++++ AVAILABLE DATA ++++
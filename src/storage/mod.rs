pub mod postgres;
pub mod rows;
pub mod sqlite;
pub mod trait_def;

pub use postgres::PostgresStorage;
pub use sqlite::SqliteStorage;
pub use trait_def::{EventStore, Reservation, StatsStore, Storage, Stores, TrackingScope};

use anyhow::{Context, Result};
use std::sync::Arc;
use tracing::info;

use crate::config::{DatabaseBackend, DatabaseConfig};

/// Connect to the configured backend and make sure its schema exists
pub async fn connect(config: &DatabaseConfig) -> Result<Stores> {
    let stores = match config.backend {
        DatabaseBackend::Sqlite => {
            info!("Using SQLite storage: {}", config.url);
            let storage = SqliteStorage::new(&config.url, config.max_connections)
                .await
                .context("Failed to open SQLite database")?;
            storage.init().await?;
            Stores::new(Arc::new(storage))
        }
        DatabaseBackend::Postgres => {
            info!("Using PostgreSQL storage: {}", config.url);
            let storage = PostgresStorage::new(&config.url, config.max_connections)
                .await
                .context("Failed to connect to PostgreSQL")?;
            storage.init().await?;
            Stores::new(Arc::new(storage))
        }
    };

    info!("Database initialized successfully");
    Ok(stores)
}
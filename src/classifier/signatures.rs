/// Known AI agent signatures, in match priority order.
///
/// Matching is a case-sensitive substring test and the first hit wins, so a
/// signature that contains another one must be listed before it.
pub const KNOWN_AGENTS: &[(&str, &str)] = &[
    ("GPTBot", "OpenAI Training"),
    ("OAI-SearchBot", "OpenAI Search"),
    ("ChatGPT-User", "ChatGPT Real-time"),
    ("ClaudeBot", "Anthropic Claude"),
    ("anthropic-ai", "Anthropic AI"),
    ("claude-web", "Claude Web"),
    ("PerplexityBot", "Perplexity"),
    ("Perplexity-User", "Perplexity User"),
    ("Google-Extended", "Google Gemini"),
    ("BingBot", "Microsoft Bing"),
    ("Amazonbot", "Amazon"),
    ("Applebot-Extended", "Apple Extended"),
    ("Applebot", "Apple"),
    ("FacebookBot", "Meta Facebook"),
    ("meta-externalagent", "Meta External"),
    ("LinkedInBot", "LinkedIn"),
    ("Bytespider", "ByteDance TikTok"),
    ("DuckAssistBot", "DuckDuckGo"),
    ("cohere-ai", "Cohere"),
    ("AI2Bot", "Allen Institute"),
    ("CCBot", "Common Crawl"),
    ("Diffbot", "Diffbot"),
    ("omgili", "Omgili"),
    ("TimpiBot", "Timpi"),
    ("YouBot", "You.com"),
    ("MistralAI-User", "Mistral AI"),
];

/// Generic automation tokens, matched case-insensitively after the known list.
pub const GENERIC_PATTERNS: &[&str] = &["bot", "crawler", "spider", "scraper", "ai-agent", "llm"];

/// Name reported for generic matches.
pub const GENERIC_NAME: &str = "unknown";

/// Description reported for generic matches.
pub const GENERIC_DESCRIPTION: &str = "generic-automated";
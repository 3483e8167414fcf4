pub mod bucket;
pub mod engine;
pub mod rollup;
pub mod scheduler;

pub use bucket::{month_start, partition, Bucket};
pub use engine::AggregationEngine;
pub use rollup::{rollup, RankedCounter, DEFAULT_TOP_N};
pub use scheduler::{run_pass, AggregationScheduler, PassSummary};
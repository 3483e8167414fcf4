pub mod handlers;
pub mod routes;
pub mod stats;

pub use handlers::{ApiError, AppState, ErrorResponse};
pub use routes::create_api_router;
//! Recurring aggregation of the current and previous bucket of every
//! active tenant.

use chrono::{DateTime, Utc};
use std::sync::Arc;
use std::time::Duration;
use tokio::sync::watch;
use tokio::task::JoinHandle;
use tokio::time::{self, MissedTickBehavior};

use crate::config::AggregationConfig;
use crate::error::{bounded, PipelineError};
use crate::models::Granularity;
use crate::storage::TrackingScope;

use super::engine::AggregationEngine;

/// Outcome counts of one scheduled pass
#[derive(Debug, Clone, Copy, Default, PartialEq, Eq)]
pub struct PassSummary {
    pub tenants: usize,
    pub buckets_written: usize,
    pub failures: usize,
    pub cancelled: bool,
}

/// Aggregate `[previous bucket start, now)` for every active tenant and
/// each granularity. Late events landing in the just-closed bucket are
/// picked up by the next pass.
pub async fn run_pass(
    engine: &AggregationEngine,
    scope: &dyn TrackingScope,
    granularities: &[Granularity],
    now: DateTime<Utc>,
    cancel: &watch::Receiver<bool>,
) -> PassSummary {
    let mut summary = PassSummary::default();

    let tenants = match bounded(engine.storage_timeout(), scope.list_tenants()).await {
        Ok(tenants) => tenants,
        Err(e) => {
            tracing::error!("Failed to list tenants for aggregation: {}", e);
            summary.failures += 1;
            return summary;
        }
    };

    for tenant in tenants.iter().filter(|t| t.is_active) {
        summary.tenants += 1;

        for &granularity in granularities {
            if *cancel.borrow() {
                summary.cancelled = true;
                return summary;
            }

            let window_start = granularity.previous_bucket_start(now);
            match engine
                .aggregate_cancellable(&tenant.tracking_id, window_start, now, granularity, cancel)
                .await
            {
                Ok(records) => summary.buckets_written += records.len(),
                Err(e) => {
                    if let PipelineError::AggregationPartial { completed, .. } = &e {
                        summary.buckets_written += completed;
                    }
                    if *cancel.borrow() {
                        summary.cancelled = true;
                        return summary;
                    }
                    tracing::warn!(
                        "Scheduled {} aggregation failed for {}: {}",
                        granularity,
                        tenant.tracking_id,
                        e
                    );
                    summary.failures += 1;
                }
            }
        }
    }

    summary
}

/// Background task running `run_pass` on a fixed interval
pub struct AggregationScheduler {
    shutdown_tx: watch::Sender<bool>,
    handle: JoinHandle<()>,
}

impl AggregationScheduler {
    pub fn start(
        engine: AggregationEngine,
        scope: Arc<dyn TrackingScope>,
        config: &AggregationConfig,
    ) -> Self {
        let (shutdown_tx, mut shutdown_rx) = watch::channel(false);
        let granularities = config.granularities.clone();
        let period = Duration::from_secs(config.interval_secs.max(1));

        let handle = tokio::spawn(async move {
            let mut interval = time::interval(period);
            interval.set_missed_tick_behavior(MissedTickBehavior::Delay);
            loop {
                tokio::select! {
                    _ = interval.tick() => {
                        let summary = run_pass(
                            &engine,
                            scope.as_ref(),
                            &granularities,
                            Utc::now(),
                            &shutdown_rx,
                        )
                        .await;
                        tracing::debug!(
                            "Aggregation pass: {} tenant(s), {} bucket(s), {} failure(s)",
                            summary.tenants,
                            summary.buckets_written,
                            summary.failures
                        );
                        if summary.cancelled {
                            tracing::info!("Aggregation scheduler stopped mid-pass");
                            break;
                        }
                    }
                    _ = shutdown_rx.changed() => {
                        if *shutdown_rx.borrow() {
                            tracing::info!("Shutdown signal received, stopping aggregation scheduler");
                            break;
                        }
                    }
                }
            }
        });

        Self {
            shutdown_tx,
            handle,
        }
    }

    /// Signal the scheduler to stop after the bucket in progress
    pub fn shutdown(&self) {
        let _ = self.shutdown_tx.send(true);
    }

    /// Signal shutdown and wait for the task to finish
    pub async fn stop(self) {
        self.shutdown();
        if let Err(e) = self.handle.await {
            tracing::error!("Aggregation scheduler task failed: {}", e);
        }
    }
}
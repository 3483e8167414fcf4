use anyhow::Result;
use async_trait::async_trait;
use chrono::{DateTime, Utc};
use std::sync::Arc;

use crate::models::{Event, EventType, Granularity, NewEvent, StatsRecord, Tenant};

/// Append-only store of validated events
#[async_trait]
pub trait EventStore: Send + Sync {
    /// Persist a new event and return its id
    async fn insert_event(&self, event: &NewEvent) -> Result<i64>;

    /// Events of a tracking id with `start <= timestamp < end`, ordered by
    /// timestamp then id
    async fn events_in_range(
        &self,
        tracking_id: &str,
        start: DateTime<Utc>,
        end: DateTime<Utc>,
    ) -> Result<Vec<Event>>;

    /// Same as `events_in_range`, restricted to one event type
    async fn events_of_type_in_range(
        &self,
        tracking_id: &str,
        event_type: EventType,
        start: DateTime<Utc>,
        end: DateTime<Utc>,
    ) -> Result<Vec<Event>>;

    /// Total number of stored events for a tracking id
    async fn count_events(&self, tracking_id: &str) -> Result<i64>;
}

/// Store of aggregate records, unique by `(tracking_id, period_start, granularity)`
#[async_trait]
pub trait StatsStore: Send + Sync {
    /// Insert the record or replace every metric of the existing one with
    /// the same key, atomically
    async fn upsert_stats(&self, record: &StatsRecord) -> Result<()>;

    /// Records with `from <= period_start < to`, ordered by period start
    async fn get_stats(
        &self,
        tracking_id: &str,
        granularity: Granularity,
        from: DateTime<Utc>,
        to: DateTime<Utc>,
    ) -> Result<Vec<StatsRecord>>;
}

/// Outcome of reserving one event against a tenant's quota
#[derive(Debug, Clone, Copy, PartialEq, Eq)]
pub enum Reservation {
    Reserved,
    OverQuota,
    UnknownTenant,
}

/// Tenant lookup and quota accounting
#[async_trait]
pub trait TrackingScope: Send + Sync {
    async fn get_tenant(&self, tracking_id: &str) -> Result<Option<Tenant>>;

    /// Atomically check the quota and count one event. Starts a fresh
    /// counter when `now` falls in a later month than the stored usage.
    async fn reserve_event(&self, tracking_id: &str, now: DateTime<Utc>) -> Result<Reservation>;

    /// Give back a reservation whose event was not persisted
    async fn release_event(&self, tracking_id: &str) -> Result<()>;

    /// Create a tenant or update its name, domain, plan, quota and active
    /// flag. Usage counters are left untouched on update.
    async fn upsert_tenant(&self, tenant: &Tenant) -> Result<()>;

    async fn list_tenants(&self) -> Result<Vec<Tenant>>;
}

#[async_trait]
pub trait Storage: EventStore + StatsStore + TrackingScope {
    /// Initialize the storage (create tables and indexes)
    async fn init(&self) -> Result<()>;
}

/// One backend seen through each of its roles
#[derive(Clone)]
pub struct Stores {
    pub events: Arc<dyn EventStore>,
    pub stats: Arc<dyn StatsStore>,
    pub scope: Arc<dyn TrackingScope>,
}

impl Stores {
    pub fn new<S: Storage + 'static>(backend: Arc<S>) -> Self {
        Self {
            events: backend.clone(),
            stats: backend.clone(),
            scope: backend,
        }
    }
}
//! AI agent classification from a client's identifying string
//!
//! Classification is pure and total: every input maps to a result, and
//! "not detected" is a normal outcome rather than an error.

mod signatures;

use serde::{Deserialize, Serialize};

pub use signatures::{GENERIC_DESCRIPTION, GENERIC_NAME, GENERIC_PATTERNS, KNOWN_AGENTS};

/// How a detection was made
#[derive(Debug, Clone, Copy, PartialEq, Eq, Hash, Serialize, Deserialize)]
#[serde(rename_all = "lowercase")]
pub enum MatchKind {
    /// Matched a named agent signature
    Known,
    /// Matched one of the generic automation tokens
    Generic,
}

/// Result of classifying an identifying string
#[derive(Debug, Clone, PartialEq, Eq, Default, Serialize, Deserialize)]
#[serde(rename_all = "camelCase")]
pub struct ClassificationResult {
    #[serde(default, skip_serializing_if = "Option::is_none")]
    pub matched_name: Option<String>,

    #[serde(default, skip_serializing_if = "Option::is_none")]
    pub description: Option<String>,

    pub detected: bool,

    #[serde(default, skip_serializing_if = "Option::is_none")]
    pub match_kind: Option<MatchKind>,

    /// Generic token that triggered a `Generic` match
    #[serde(default, skip_serializing_if = "Option::is_none")]
    pub pattern_used: Option<String>,
}

impl ClassificationResult {
    /// The "nothing matched" result
    pub fn undetected() -> Self {
        Self::default()
    }

    fn known(name: &str, description: &str) -> Self {
        Self {
            matched_name: Some(name.to_string()),
            description: Some(description.to_string()),
            detected: true,
            match_kind: Some(MatchKind::Known),
            pattern_used: None,
        }
    }

    fn generic(pattern: &str) -> Self {
        Self {
            matched_name: Some(GENERIC_NAME.to_string()),
            description: Some(GENERIC_DESCRIPTION.to_string()),
            detected: true,
            match_kind: Some(MatchKind::Generic),
            pattern_used: Some(pattern.to_string()),
        }
    }
}

/// Classify an identifying string (user agent or equivalent).
pub fn classify(identifying: &str) -> ClassificationResult {
    if identifying.is_empty() {
        return ClassificationResult::undetected();
    }

    if let Some((name, description)) = KNOWN_AGENTS
        .iter()
        .find(|(signature, _)| identifying.contains(signature))
    {
        return ClassificationResult::known(name, description);
    }

    let lowered = identifying.to_ascii_lowercase();
    if let Some(pattern) = GENERIC_PATTERNS
        .iter()
        .find(|pattern| lowered.contains(*pattern))
    {
        return ClassificationResult::generic(pattern);
    }

    ClassificationResult::undetected()
}

/// Classify raw bytes, e.g. a `User-Agent` header that is not valid UTF-8.
///
/// Invalid sequences are replaced before matching; signatures are ASCII so
/// replacement never creates or hides a match.
pub fn classify_bytes(identifying: &[u8]) -> ClassificationResult {
    classify(&String::from_utf8_lossy(identifying))
}

/// The ordered signature table, for listing.
pub fn known_agents() -> &'static [(&'static str, &'static str)] {
    KNOWN_AGENTS
}

#[cfg(test)]
mod tests {
    use super::*;

    #[test]
    fn test_known_agent_exact_label() {
        let result = classify("Mozilla/5.0 (compatible; ClaudeBot/1.0)");
        assert_eq!(
            result,
            ClassificationResult {
                matched_name: Some("ClaudeBot".to_string()),
                description: Some("Anthropic Claude".to_string()),
                detected: true,
                match_kind: Some(MatchKind::Known),
                pattern_used: None,
            }
        );
    }

    #[test]
    fn test_every_signature_maps_to_its_label() {
        for (signature, label) in KNOWN_AGENTS {
            let ua = format!("Mozilla/5.0 (compatible; {}/1.0)", signature);
            let result = classify(&ua);
            assert!(result.detected, "{} should be detected", signature);
            assert_eq!(result.matched_name.as_deref(), Some(*signature));
            assert_eq!(result.description.as_deref(), Some(*label));
        }
    }

    #[test]
    fn test_specific_signature_wins_over_contained_one() {
        let result = classify("Mozilla/5.0 (Applebot-Extended/0.1)");
        assert_eq!(result.matched_name.as_deref(), Some("Applebot-Extended"));
    }

    #[test]
    fn test_known_match_is_case_sensitive() {
        // "bingbot" misses "BingBot" but still trips the generic "bot" token
        let result = classify("Mozilla/5.0 (compatible; bingbot/2.0)");
        assert_eq!(result.match_kind, Some(MatchKind::Generic));
        assert_eq!(result.pattern_used.as_deref(), Some("bot"));
    }

    #[test]
    fn test_generic_pattern() {
        let result = classify("SomeCrawler/2.0");
        assert!(result.detected);
        assert_eq!(result.match_kind, Some(MatchKind::Generic));
        assert_eq!(result.matched_name.as_deref(), Some("unknown"));
        assert_eq!(result.description.as_deref(), Some("generic-automated"));
        assert_eq!(result.pattern_used.as_deref(), Some("crawler"));
    }

    #[test]
    fn test_generic_patterns_in_order() {
        assert_eq!(classify("my-LLM-client").pattern_used.as_deref(), Some("llm"));
        assert_eq!(classify("an AI-Agent").pattern_used.as_deref(), Some("ai-agent"));
        // "spiderbot" hits "bot" first because it is earlier in the list
        assert_eq!(classify("spiderbot").pattern_used.as_deref(), Some("bot"));
    }

    #[test]
    fn test_not_detected() {
        assert_eq!(classify(""), ClassificationResult::undetected());
        assert_eq!(
            classify("Mozilla/5.0 (Windows NT 10.0)"),
            ClassificationResult::undetected()
        );
    }

    #[test]
    fn test_undetected_serializes_to_detected_only() {
        let json = serde_json::to_value(classify("")).unwrap();
        assert_eq!(json, serde_json::json!({ "detected": false }));
    }

    #[test]
    fn test_non_utf8_bytes() {
        let mut bytes = b"\xff\xfeGPTBot/1.1 \xc3".to_vec();
        bytes.push(0x80);
        let result = classify_bytes(&bytes);
        assert_eq!(result.matched_name.as_deref(), Some("GPTBot"));

        assert!(!classify_bytes(b"\xff\xff\xff").detected);
    }
}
++++
PROBLEM DETAILS — Across the listing above, report every line where "ClassificationResult" occurs.

RESULT OF THE TASK —
pub struct ClassificationResult {
impl ClassificationResult {
pub fn classify(identifying: &str) -> ClassificationResult {
        return ClassificationResult::undetected();
        return ClassificationResult::known(name, description);
        return ClassificationResult::generic(pattern);
    ClassificationResult::undetected()
pub fn classify_bytes(identifying: &[u8]) -> ClassificationResult {
            ClassificationResult {
        assert_eq!(classify(""), ClassificationResult::undetected());
            ClassificationResult::undetected()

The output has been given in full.